In 1755, the Royal Governor Jonathan Belcher and the colonial legislature authorized the construction of stone blockhouse fortifications along the colony's Delaware River frontier to thwart violent incursions by disaffected Native Americans and their French allies as hostilities led to the French and Indian War. These incursions and other hostilities were a continuation of a European conflict between France and England called the Seven Years' War. The act authorizing these fortifications also appointed Jonathan Hampton as the victualler and paymaster of a military unit, the New Jersey Frontier Guard, to man these forts. To supply these troops, Hampton built the Military Road linking the provincial capital at Elizabethtown (now Elizabeth) with Morristown and the Delaware River valley (then called the Minisink) in 1756-1757. This road followed Native American trails and became the route of subsequent roads, including the Union Turnpike, and present-day New Jersey Route 10, U.S. Route 206, and County Route 510. The Military Road's western terminus ends at the Old Mine Road, an old road following the Delaware and Neversink River valleys between Esopus (now Kingston) in Ulster County, New York, and the Delaware Water Gap. Hampton established a large headquarters fort, Fort Johns, on the hillside overlooking the "Shapanack Flats" section of the Delaware valley near the Van Campen's Inn in Walpack Township.

Hampton owned many large tracts of land in Sussex County's Paulins Kill valley. Shortly after the creation of the county, Hampton offered several acres from these tracts to the county for the building of a courthouse (built 1762-1765) and a public green. Nearby, he offered tracts for a proposed school, and to the Anglican church for a church and parsonage for the local rector.

Hampton was a freemason, however, he is often incorrectly conflated with the Jonathan Hampton of New York City that donated the altar bible, now known as the George Washington Inaugural Bible, to St. John's Lodge No. 1 after a fire in 1770. Hampton was part of a group of petitioners to the Grand Lodge of Massachusetts in 1762 who had applied to form a lodge at Elizabethtown, New Jersey. This petition was granted on January 24, 1762 with the lodge becoming Temple Lodge No. 1.

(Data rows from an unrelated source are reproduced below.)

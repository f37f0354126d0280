//! NES cartridge loading from iNES format (.nes files).
//!
//! Implements the [iNES](https://www.nesdev.org/wiki/INES) container: magic "NES\x1A", then a
//! 12-byte trailer (byte 0 = PRG size in 16 KiB units, byte 1 = CHR size in 8 KiB units, the rest
//! flags/mapper, carried but not interpreted), then PRG ROM banks, then CHR ROM banks.

use std::fs::File;
use std::io::{BufReader, Read};
use std::path::Path;

use log::debug;

use crate::cartridge::mapper::mapper::Mapper;
use crate::cartridge::mapper::mapper0::Mapper0;
use crate::error::{Error, Result};

pub const INES_MAGIC: [u8; 4] = *b"NES\x1A";
pub const TRAILER_SIZE: usize = 12;
pub const PRG_BANK_SIZE: usize = 16 * 1024;
pub const CHR_BANK_SIZE: usize = 8 * 1024;

/// Raw PRG ROM / CHR ROM bank contents.
pub type Bank = Box<[u8]>;

/// Cartridge: the iNES trailer plus the PRG and CHR banks, in file order.
#[derive(Debug, Clone, PartialEq, Eq)]
pub struct Cartridge {
    trailer: [u8; TRAILER_SIZE],
    prg_banks: Vec<Bank>,
    chr_banks: Vec<Bank>,
}

impl Cartridge {
    /// Load cartridge from an iNES file. The file is closed before returning.
    pub fn load(path: impl AsRef<Path>) -> Result<Self> {
        let file = File::open(path)?;
        Self::from_reader(BufReader::new(file))
    }

    pub fn from_bytes(data: &[u8]) -> Result<Self> {
        Self::from_reader(data)
    }

    /// Parse an iNES image. The reader is consumed; any short read is an I/O error.
    pub fn from_reader<R: Read>(mut reader: R) -> Result<Self> {
        let mut magic = [0u8; 4];
        reader.read_exact(&mut magic)?;
        if magic != INES_MAGIC {
            return Err(Error::UnknownRomFormat);
        }

        let mut trailer = [0u8; TRAILER_SIZE];
        reader.read_exact(&mut trailer)?;

        let prg_count = trailer[0] as usize;
        let chr_count = trailer[1] as usize;

        let prg_banks = read_banks(&mut reader, prg_count, PRG_BANK_SIZE)?;
        let chr_banks = read_banks(&mut reader, chr_count, CHR_BANK_SIZE)?;

        debug!(
            "cartridge: {} PRG bank(s), {} CHR bank(s), mapper {}",
            prg_count,
            chr_count,
            mapper_id(&trailer)
        );

        Ok(Self {
            trailer,
            prg_banks,
            chr_banks,
        })
    }

    /// The 12 bytes following the magic.
    pub fn trailer(&self) -> &[u8; TRAILER_SIZE] {
        &self.trailer
    }

    pub fn prg_bank_count(&self) -> usize {
        self.prg_banks.len()
    }

    pub fn chr_bank_count(&self) -> usize {
        self.chr_banks.len()
    }

    pub fn prg_banks(&self) -> &[Bank] {
        &self.prg_banks
    }

    pub fn chr_banks(&self) -> &[Bank] {
        &self.chr_banks
    }

    /// PRG bank visible in CPU slot 0 ($8000) or 1 ($C000). A single bank fills both slots.
    pub fn prg_slot(&self, slot: usize) -> Option<&[u8]> {
        match (slot, self.prg_banks.len()) {
            (0, _) => self.prg_banks.first().map(|b| &b[..]),
            (1, 1) => self.prg_banks.first().map(|b| &b[..]),
            (1, _) => self.prg_banks.get(1).map(|b| &b[..]),
            _ => None,
        }
    }

    /// Mapper number from flags 6 / 7 (high nibbles). Informational only.
    pub fn mapper_id(&self) -> u8 {
        mapper_id(&self.trailer)
    }

    /// Serialise back to an iNES image, banks in their original order.
    pub fn to_bytes(&self) -> Vec<u8> {
        let size = 4
            + TRAILER_SIZE
            + self.prg_banks.len() * PRG_BANK_SIZE
            + self.chr_banks.len() * CHR_BANK_SIZE;
        let mut out = Vec::with_capacity(size);
        out.extend_from_slice(&INES_MAGIC);
        out.extend_from_slice(&self.trailer);
        for bank in self.prg_banks.iter().chain(&self.chr_banks) {
            out.extend_from_slice(bank);
        }
        out
    }

    /// Hand the banks over to the mapper that serves them on the bus.
    pub fn into_mapper(self) -> Box<dyn Mapper> {
        Box::new(Mapper0::new(self.prg_banks, self.chr_banks))
    }
}

fn read_banks<R: Read>(reader: &mut R, count: usize, size: usize) -> Result<Vec<Bank>> {
    let mut banks = Vec::with_capacity(count);
    for _ in 0..count {
        let mut bank = vec![0u8; size].into_boxed_slice();
        reader.read_exact(&mut bank)?;
        banks.push(bank);
    }
    Ok(banks)
}

fn mapper_id(trailer: &[u8; TRAILER_SIZE]) -> u8 {
    // trailer[2] is header byte 6, trailer[3] is header byte 7.
    (trailer[2] >> 4) | (trailer[3] & 0xF0)
}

Hampton died 1 November 1777 in Elizabethtown, New Jersey allegedly while celebrating news of the surrender of Burgoyne at Saratoga two weeks earlier.

The Sussex County municipality of Hampton Township was named in his honor.[1]

References

  1. Lurie, Maxine N. Lurie; and Mappen, Mar. "Hampton Township", entry in Encyclopedia of New Jersey, p. 348. Rutgers University Press, 2004. ISBN 0-8135-3325-2. Accessed March 13, 2013.